Cercado de Lima: anciana de 90 años vive sus últimos días entre la pobreza y el olvido
Anastasia Ibarra fue abandonada hace ocho años. Su salud se ha resquebrajado y el lugar en que vive es precario. Las autoridades no han colaborado con su caso
Su mirada se pierde en medio del desorden y de la suciedad de un cuarto de tres por tres de triplay y drywall, enmohecido, sumamente precario y por el que se cuelan ruidos ensordecedores y animales como ratas y arañas en el Cercado de Lima.
A duras penas, la ancianita de 90 años puede valerse por sí para tomar una taza de té o para levantarse de la cama. Pero hacer otras actividades comunes y automáticas para la mayoría, a Atanasia Ibarra Montes le resultan casi imposibles por la fragilidad de su condición.
Por ejemplo, colocarse una chompa o recoger algún balde debajo del pequeño catre sobre el que descansa un colchón de esponja con un forro rasgado y polvoriento es todo un desafío para la mujer cuyo estado de salud no es óptimo.
No tiene familia y nadie la ha ido a buscar al 814 del jirón Huancavelica, donde vive de la caridad de algunos vecinos como José Parra, el propietario del predio que la asiste siempre y que intenta ayudarla como puede, aunque sabe que no es suficiente.
Una persona, hace ocho años, la llevó a la quinta propiedad de Parra y pidió que le den un pequeño espacio por algunos días, sin embargo ese hombre nunca más apareció. En todo este tiempo, desde entonces, la salud de la mujer, que padece de constantes temblores en el cuerpo, se ha visto sumamente resquebrajada.
Parra envió cartas a la Beneficencia pública en las que pidió ayuda para que puedan albergar a la ancianita y que le den calidad de vida. Sin embargo, las respuestas fueron siempre negativas. No se quisieron hacer cargo y el caso lo mandaron al archivo, según cuenta.
Por fortuna, Atanasia está afiliada al Seguro Integral de Salud y cobra Pensión 65, pequeño monto que sirve para su alimentación. Pero con su enfermedad es casi imposible que ella haga cosas por su cuenta, vivir es casi una agonía lenta para la nonagenaria.
Las paredes de su cuarto están ennegrecidas por el humo denso y tóxico que deja el pasar de camiones y buses desde afuera. El piso de baldosas de cerámica exhibe la suciedad de años sin haber sido limpiado. Y sobre él, tinas, baldes, plásticos e incluso comida que doña Anastasia coloca para tomar con facilidad cuando está echadita en su precaria cama.
Sus pocas ropas sucias se confunden entre bolsas y restos de blister de pastillas que en algún momento tomó y que quedaron ahí, a la espera de ser desechadas. Pero nadie lo hace. Anastasia ve el final de su vida sin una compañía que la asista y casi en la total soledad.

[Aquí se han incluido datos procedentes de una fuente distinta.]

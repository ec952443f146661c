//! Wishlist commands.

use clap::Subcommand;
use comparex_client::ApiClient;
use comparex_core::{LocalStore, Wishlist};

/// Sub-commands available under `wishlist`.
#[derive(Debug, Subcommand)]
pub enum WishlistCommands {
    /// Add the product if absent, remove it if present
    Toggle {
        /// Product id
        id: i64,
    },
    /// List wishlisted products
    List,
    /// Empty the wishlist
    Clear,
}

/// Removal needs no network; only adding fetches the product.
pub(crate) async fn run_wishlist_toggle<S: LocalStore>(
    client: &ApiClient,
    store: S,
    id: i64,
) -> anyhow::Result<()> {
    let wishlist = Wishlist::new(store);
    if wishlist.remove(id)? {
        println!("removed product {id} from the wishlist");
        return Ok(());
    }

    let product = crate::compare::fetch_product(client, id).await?;
    let name = product.name.clone();
    if wishlist.toggle(product)? {
        println!("added {name} to the wishlist");
    } else {
        println!("removed {name} from the wishlist");
    }
    Ok(())
}

pub(crate) fn run_wishlist_list<S: LocalStore>(store: S) {
    let items = Wishlist::new(store).list();
    if items.is_empty() {
        println!("wishlist is empty");
        return;
    }
    crate::catalog::print_products(&items);
}

pub(crate) fn run_wishlist_clear<S: LocalStore>(store: S) -> anyhow::Result<()> {
    Wishlist::new(store).clear()?;
    println!("wishlist cleared");
    Ok(())
}
//! `best-price` command.

use comparex_client::{ApiClient, ClientError};
use comparex_core::{OfferSource, PriceComparison};

pub(crate) async fn run_best_price(client: &ApiClient, id: i64) -> anyhow::Result<()> {
    let comparison = match client.price_comparison(id).await {
        Ok(c) => c,
        Err(ClientError::NotFound(_)) => anyhow::bail!("product {id} not found"),
        Err(e) => return Err(e.into()),
    };
    for line in render_comparison(&comparison) {
        println!("{line}");
    }
    Ok(())
}

pub(crate) fn render_comparison(comparison: &PriceComparison) -> Vec<String> {
    let mut lines = Vec::with_capacity(comparison.prices.len() + 6);
    let brand = comparison.product_brand.as_deref().unwrap_or("\u{2014}");
    lines.push(format!("{} ({brand})", comparison.product_name));
    lines.push(format!(
        "Listed at {}",
        super::fmt_price(comparison.base_price)
    ));
    lines.push(String::new());
    lines.push(format!(
        "{:<20}{:>12}  {:<16}{:<8}STOCK",
        "RETAILER", "PRICE", "DELIVERY", "RATING"
    ));

    for offer in &comparison.prices {
        let marker = if offer.platform == comparison.best_price.platform {
            "  <- best"
        } else {
            ""
        };
        let stock = if offer.in_stock { "yes" } else { "no" };
        lines.push(format!(
            "{:<20}{:>12}  {:<16}{:<8}{stock}{marker}",
            offer.platform,
            super::fmt_rupees(offer.price),
            offer.delivery,
            offer.rating.to_string(),
        ));
    }

    lines.push(String::new());
    lines.push(format!(
        "Save up to {} by buying from {}",
        super::fmt_rupees(comparison.savings),
        comparison.best_price.platform
    ));
    let source = match comparison.source {
        OfferSource::Cached => "cached",
        OfferSource::Generated => "generated",
    };
    if comparison.simulated {
        lines.push(format!(
            "Prices are simulated ({source}), not live retailer quotes."
        ));
    }
    lines
}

El único lugar de luz en su oscuro cubículo es un pequeño altarcito improvisado en el que se yerguen imágenes del Señor de los Milagros, una fotografía de la Virgen del Carmen, cuatro rosarios y un pequeño reloj de velador sucio que parece haber dejado de funcionar hace años.
Doña Anastasia está lúcida, pese a que no se le puede entender con facilidad, las pocas ideas que expresa tienen coherencia, sin embargo hablar para ella es un reto al que no está acostumbrada a ser sometida. Su mirada dice ahora, sobre aquello que necesita, mucho más de lo que pudieran decir sus palabras.
A la espera de que alguna institución como el Inabif o el Ministerio de Desarrollo e Inclusión Social (Midis) puedan ayudarla y darle calidad de vida y un albergue digno pasan los días de Anastasia Ibarra Montes, la valiente mujer que se aferra a vivir pero que solo ha recibido, hasta ahora, indiferencia y olvido de las autoridades y de una propia familia que ya no tiene y que la ha olvidado.